A vehicle allowance program is problematic in the US. Taxes are deducted from the allowance on both the employee and the employer side. Tax waste can be avoided!

Let’s say you were in an enterprise that offers a vehicle allowance program, often called “flat rate.” There’s a reasonable chance that someday you’ll pass an office and hear one of your best sales reps remark to a coworker that paying out of pocket for gas and maintenance on her car when the monthly allowance was short of actual costs was, “Getting really old.” Red flag!


At first blush, a vehicle allowance program has its appeal. The cash paid out is predictable month-to-month, so you can manage to a fixed budget. Paying everyone the same amount seems to be a fair policy, even if you had to “guesstimate” what that ought to be. And while it might be a little embarrassing to admit, the “that’s how we’ve always done it” attitude can be comforting, especially when it comes to handling the VRP administration chores.

But what happens when you add employees, which ought to be a “good problem?” How about if the CFO is asking you to help find ways to cut expenses? Employee turnover is costly; it’s important to keep people happy, especially your “stars,” which includes the people who manage all those internal processes the business depends on.

Two Things are Certain – Corporate Taxes & Income Taxes

Vehicle allowance programs have been around for a long time. If you’re using one, it’s time to reevaluate, because although it seems to be the easiest way to go, it’s not the most cost-effective. Here’s why.

First, vehicle allowances are considered compensation to employees, so the company pays 7.65% FICA on every dollar and the driver is responsible for their share of income tax to the Treasury Department. What does that break down to? Let’s do a little math, assuming a $500/month per driver allowance .
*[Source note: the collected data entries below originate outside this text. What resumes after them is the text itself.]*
// Copyright 2026 the Domino Authors
// SPDX-License-Identifier: Apache-2.0 OR MIT

//! Node-to-partition mapping and per-partition node lists (`spec.md` §4.2).

use alloc::vec::Vec;

use domino_types::{DominoError, DominoResult, NodeId, PartId};

#[derive(Clone)]
struct PartEntry {
    part_id: PartId,
    /// Sorted by `node_id`, each node present at most once.
    nodes: Vec<NodeId>,
}

/// Maintains `NodeId -> PartId` (sorted by node id) and `PartId -> ordered
/// node list` (sorted by part id, each inner list sorted by node id). A
/// node belongs to at most one partition.
#[derive(Default, Clone)]
pub struct Partition {
    node_map: Vec<(NodeId, PartId)>,
    parts: Vec<PartEntry>,
}

impl Partition {
    /// Creates an empty partition map.
    #[must_use]
    pub fn new() -> Self {
        Self::default()
    }

    fn node_map_index(&self, node_id: NodeId) -> Result<usize, usize> {
        self.node_map.binary_search_by_key(&node_id, |(n, _)| *n)
    }

    fn part_index(&self, part_id: PartId) -> Result<usize, usize> {
        self.parts.binary_search_by_key(&part_id, |p| p.part_id)
    }

    /// Current partition of `node_id`, or [`PartId::INVALID`] if
    /// unassigned.
    #[must_use]
    pub fn get_node_partition(&self, node_id: NodeId) -> PartId {
        match self.node_map_index(node_id) {
            Ok(idx) => self.node_map[idx].1,
            Err(_) => PartId::INVALID,
        }
    }

    /// Assigns `node_id` to `part_id`, removing it from any prior
    /// partition first. Passing [`PartId::INVALID`] unassigns the node.
    /// A no-op (same partition twice) returns `Ok(())` without mutating
    /// anything. Storage for the destination partition's node list is
    /// reserved before any removal happens, so a failure here leaves the
    /// map in its pre-call state (`dg_graph_part_set_node`'s atomicity,
    /// ported faithfully).
    pub fn set_node_partition(&mut self, node_id: NodeId, part_id: PartId) -> DominoResult<()> {
        if !node_id.is_valid() {
            return Err(DominoError::InvalidArgument { what: "node_id" });
        }
        let old = self.get_node_partition(node_id);
        if old == part_id {
            return Ok(());
        }

        if part_id.is_valid() {
            let dest_idx = match self.part_index(part_id) {
                Ok(idx) => idx,
                Err(pos) => {
                    self.parts.try_reserve(1).map_err(|_| DominoError::OutOfMemory)?;
                    self.parts.insert(
                        pos,
                        PartEntry {
                            part_id,
                            nodes: Vec::new(),
                        },
                    );
                    pos
                }
            };
            self.parts[dest_idx]
                .nodes
                .try_reserve(1)
                .map_err(|_| DominoError::OutOfMemory)?;
        }
        if !old.is_valid() {
            self.node_map
                .try_reserve(1)
                .map_err(|_| DominoError::OutOfMemory)?;
        }

        if old.is_valid() {
            self.remove_from_part(old, node_id);
        }

        if part_id.is_valid() {
            let dest_idx = self.part_index(part_id).expect("reserved above");
            let nodes = &mut self.parts[dest_idx].nodes;
            let pos = nodes.binary_search(&node_id).unwrap_or_else(|p| p);
            nodes.insert(pos, node_id);
            match self.node_map_index(node_id) {
                Ok(idx) => self.node_map[idx].1 = part_id,
                Err(pos) => self.node_map.insert(pos, (node_id, part_id)),
            }
        } else if let Ok(idx) = self.node_map_index(node_id) {
            self.node_map.remove(idx);
        }
        Ok(())
    }

    fn remove_from_part(&mut self, part_id: PartId, node_id: NodeId) {
        if let Ok(part_idx) = self.part_index(part_id) {
            let nodes = &mut self.parts[part_idx].nodes;
            if let Ok(pos) = nodes.binary_search(&node_id) {
                nodes.remove(pos);
            }
        }
    }

    /// Enumerates partitions in ascending `part_id`, each with its node
    /// list in ascending `node_id` order.
    pub fn parts(&self) -> impl Iterator<Item = (PartId, &[NodeId])> {
        self.parts.iter().map(|p| (p.part_id, p.nodes.as_slice()))
    }
}

#[cfg(test)]
mod tests {
    use super::*;

    #[test]
    fn assign_then_reassign_keeps_lists_sorted() {
        let mut p = Partition::new();
        p.set_node_partition(NodeId::new(5), PartId::new(10)).unwrap();
        p.set_node_partition(NodeId::new(1), PartId::new(10)).unwrap();
        p.set_node_partition(NodeId::new(3), PartId::new(20)).unwrap();

        let collected: Vec<_> = p
            .parts()
            .map(|(pid, nodes)| (pid.get(), nodes.iter().map(|n| n.get()).collect::<Vec<_>>()))
            .collect();
        assert_eq!(collected, vec![(10, vec![1, 5]), (20, vec![3])]);

        p.set_node_partition(NodeId::new(1), PartId::new(20)).unwrap();
        let collected: Vec<_> = p
            .parts()
            .map(|(pid, nodes)| (pid.get(), nodes.iter().map(|n| n.get()).collect::<Vec<_>>()))
            .collect();
        assert_eq!(collected, vec![(10, vec![5]), (20, vec![1, 3])]);
    }

    #[test]
    fn unassign_removes_node_map_entry() {
        let mut p = Partition::new();
        p.set_node_partition(NodeId::new(1), PartId::new(10)).unwrap();
        p.set_node_partition(NodeId::new(1), PartId::INVALID).unwrap();
        assert_eq!(p.get_node_partition(NodeId::new(1)), PartId::INVALID);
        assert_eq!(p.parts().next().unwrap().1.len(), 0);
    }

    #[test]
    fn no_op_reassign_to_same_partition() {
        let mut p = Partition::new();
        p.set_node_partition(NodeId::new(1), PartId::new(10)).unwrap();
        p.set_node_partition(NodeId::new(1), PartId::new(10)).unwrap();
        assert_eq!(p.parts().next().unwrap().1, &[NodeId::new(1)]);
    }
}
// Copyright 2026 the Domino Authors
// SPDX-License-Identifier: Apache-2.0 OR MIT

//! The subsystem IR-producer trait (`spec.md` §4.8).

use domino_sched::{AccessSetBuilder, TaskGraphBuilder};
use domino_types::{DominoResult, Tick};

use crate::audit::AuditLog;

/// A coarser-grained operating tier a producer may be asked to degrade
/// to (`spec.md` §4.8 "degrade"). Higher values are coarser.
#[derive(Copy, Clone, Debug, Default, Eq, PartialEq, Ord, PartialOrd)]
pub struct FidelityTier(pub u8);

impl FidelityTier {
    /// The finest tier: refine individuals, no aggregation.
    pub const FULL: Self = Self(0);
    /// One step coarser than `FULL`.
    pub const COARSE: Self = Self(1);
    /// The coarsest tier: aggregate cohorts only.
    pub const COARSEST: Self = Self(2);
}

/// Implemented by every game subsystem that emits deterministic work
/// for a tick (`spec.md` §4.8 "Polymorphic trait").
pub trait SubsystemProducer {
    /// This producer's stable identifier, used as `TaskNode::system_id`.
    fn system_id(&self) -> u32;

    /// Whether this producer's tasks can change simulation-affecting
    /// state (as opposed to e.g. a pure reporting producer).
    fn is_sim_affecting(&self) -> bool;

    /// Opaque tokens naming which invariants ("laws") this producer's
    /// tasks affect.
    fn law_targets(&self) -> &[u32];

    /// The next tick this producer is due to run again; `emit_tasks`
    /// may no-op if `now_tick` is earlier.
    fn get_next_due_tick(&self) -> Tick;

    /// Emits zero or more tasks for the span `[now_tick, target_tick]`
    /// into `work_graph_builder`/`access_set_builder`. `audit`, if
    /// present, receives one entry per emitted task
    /// (`SPEC_FULL.md` §B.6.1); it has no bearing on the tasks emitted
    /// or their ordering.
    fn emit_tasks(
        &mut self,
        now_tick: Tick,
        target_tick: Tick,
        work_graph_builder: &mut TaskGraphBuilder,
        access_set_builder: &mut AccessSetBuilder,
        audit: Option<&mut AuditLog>,
    ) -> DominoResult<()>;

    /// Requests a coarser operating tier for the next `emit_tasks` call.
    fn degrade(&mut self, tier: FidelityTier, reason: &'static str);
}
  • $500/month allowance X 7.65% = $38.25, so the business expense is $538.25
  • Assuming the driver falls in the 22% bracket (income of 40K to 85K), they owe $110, so their realized allowance is $390. Higher wage-earners reach higher tax brackets, so they pay more tax and realize less.
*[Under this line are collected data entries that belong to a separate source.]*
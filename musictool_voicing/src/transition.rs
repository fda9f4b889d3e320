// Chord transition graph.
//
// From any voiced chord, a "transition" moves exactly one voice one step up
// or down inside a `NoteRange` (one step = next member of the range's note
// set, so with a scale range voices move diatonically). Repeating that from
// a start chord reaches a finite set of chords, because every note stays
// inside the range. `TransitionGraph` records that set as an adjacency map.
//
// The graph is closed: every chord appearing as a neighbour is itself a
// key. Edges are directed, although for the default options every move can
// be undone so the graph is effectively symmetric.
//
// Construction is an iterative depth-first walk with an explicit stack and
// a visited set. Output maps are `BTreeMap`/`BTreeSet` so iteration order
// does not depend on hashing.

use crate::{Result, SearchError};
use musictool_theory::{NoteRange, SpecificChord};
use rustc_hash::FxHashSet;
use serde::{Deserialize, Serialize};
use std::collections::{BTreeMap, BTreeSet};
use tracing::debug;

/// Which single-voice moves count as transitions.
#[derive(Debug, Clone, Copy, PartialEq, Eq, Serialize, Deserialize)]
#[serde(default)]
pub struct TransitionOptions {
    /// Reject moves onto a note another voice already holds.
    pub same_length: bool,
    /// Reject results with the same pitch-class in two voices.
    pub unique_pitch_classes: bool,
}

impl Default for TransitionOptions {
    fn default() -> Self {
        TransitionOptions {
            same_length: true,
            unique_pitch_classes: false,
        }
    }
}

/// Every chord one single-voice step away from `chord`, in voice order,
/// down before up. Voices that would leave `range` are not moved.
pub fn chord_transitions(
    chord: &SpecificChord,
    range: &NoteRange,
    options: TransitionOptions,
) -> Vec<SpecificChord> {
    let mut out = Vec::new();
    for &note in chord.notes() {
        for steps in [-1, 1] {
            let Some(moved) = range.step(note, steps) else {
                continue;
            };
            let next = chord.replace(note, moved);
            if options.same_length && next.len() != chord.len() {
                continue;
            }
            if options.unique_pitch_classes && next.has_doubled_pitch_classes() {
                continue;
            }
            if !out.contains(&next) {
                out.push(next);
            }
        }
    }
    out
}

#[derive(Debug, Clone, Default, PartialEq, Eq, Serialize)]
pub struct TransitionGraph {
    edges: BTreeMap<SpecificChord, BTreeSet<SpecificChord>>,
}

impl TransitionGraph {
    /// Explore everything reachable from `start`. The start chord's root is
    /// dropped so it compares equal to the same notes reached by moves.
    pub fn build(
        start: &SpecificChord,
        range: &NoteRange,
        options: TransitionOptions,
    ) -> Result<Self> {
        if let Some(&note) = start.notes().iter().find(|&&n| !range.contains(n)) {
            return Err(SearchError::OutOfRange {
                note: note.to_string(),
                chord: start.to_string(),
            });
        }

        let start = start.without_root();
        let mut edges = BTreeMap::new();
        let mut visited = FxHashSet::default();
        visited.insert(start.clone());
        let mut stack = vec![start];

        while let Some(chord) = stack.pop() {
            let neighbors = chord_transitions(&chord, range, options);
            for next in &neighbors {
                if visited.insert(next.clone()) {
                    stack.push(next.clone());
                }
            }
            edges.insert(chord, neighbors.into_iter().collect());
        }

        let graph = TransitionGraph { edges };
        debug!(
            chords = graph.len(),
            edges = graph.edge_count(),
            "built transition graph"
        );
        Ok(graph)
    }

    /// Successors of `chord`, in ascending order. Empty for unknown chords.
    pub fn neighbors(&self, chord: &SpecificChord) -> Vec<SpecificChord> {
        self.edges
            .get(chord)
            .map(|set| set.iter().cloned().collect())
            .unwrap_or_default()
    }

    /// `to` is one single-voice step from `from`.
    pub fn has_edge(&self, from: &SpecificChord, to: &SpecificChord) -> bool {
        self.edges.get(from).is_some_and(|next| next.contains(to))
    }

    pub fn contains(&self, chord: &SpecificChord) -> bool {
        self.edges.contains_key(chord)
    }

    /// Number of chords.
    pub fn len(&self) -> usize {
        self.edges.len()
    }

    pub fn is_empty(&self) -> bool {
        self.edges.is_empty()
    }

    pub fn edge_count(&self) -> usize {
        self.edges.values().map(BTreeSet::len).sum()
    }

    pub fn chords(&self) -> impl Iterator<Item = &SpecificChord> {
        self.edges.keys()
    }

    pub fn edges(&self) -> &BTreeMap<SpecificChord, BTreeSet<SpecificChord>> {
        &self.edges
    }

    /// Every neighbour is also a key.
    pub fn is_closed(&self) -> bool {
        self.edges
            .values()
            .flatten()
            .all(|next| self.edges.contains_key(next))
    }
}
Next, there are good reasons that your payroll team wants to take the VRP admin off their collective plate – the bi-weekly process is full of variables such as hires/terminations, salary adjustments, verifying bonuses and garnishments. Popular enterprise payroll systems, even in our technology-advanced world, gobble up a huge amount of resources every time payroll comes around. Add on year-end and other periodic reporting? Oy.

Part two of the grumbling overheard in the hallway might very well include, “I could go over to – insert competitor’s company name here – where they use a mobile app to track mileage and adjust compensation based on regional costs for everything from insurance to gas. Plus, they outsource the admin, so you have a team of experts that can help when you have questions.”

Standard Tax Rate Update!

Should you be using the IRS Standard Rate for reimbursement or your personal expenses, please read our blog posts from January that provide details on 2021 rate. Spoiler alert: It drops in the U.S. and increases in Canada.

There’s a Better Way to VRP

Sound business management includes recognizing cost reduction and resource optimization opportunities. Fair questions are: What should we trade our fixed-cost, entrenched business process for? What’s best for our company?

We’ll answer those questions by evaluating your needs and goals, then tailor a VRP that’s ideal for your business. We’ll also take on all or part of the administrative burden. You decide. Cardata Fixed and Variable Rate (FAVR) programs offer cost and resource utilization advantages for the company. Our mobile app, Cardata Mobile, provides seamless GPS tracking and automatic mileage capture, and real-time data transfer to the cloud for secure storage, access and reporting. And when compliant with the FAVR rules, the big plus is the reimbursement is non-taxable. Now that is a nice way to be reimbursed!

Best of all, instead of complaining to trusted coworkers about their allowance, your high performing colleagues will be

focused on their primary responsibilities.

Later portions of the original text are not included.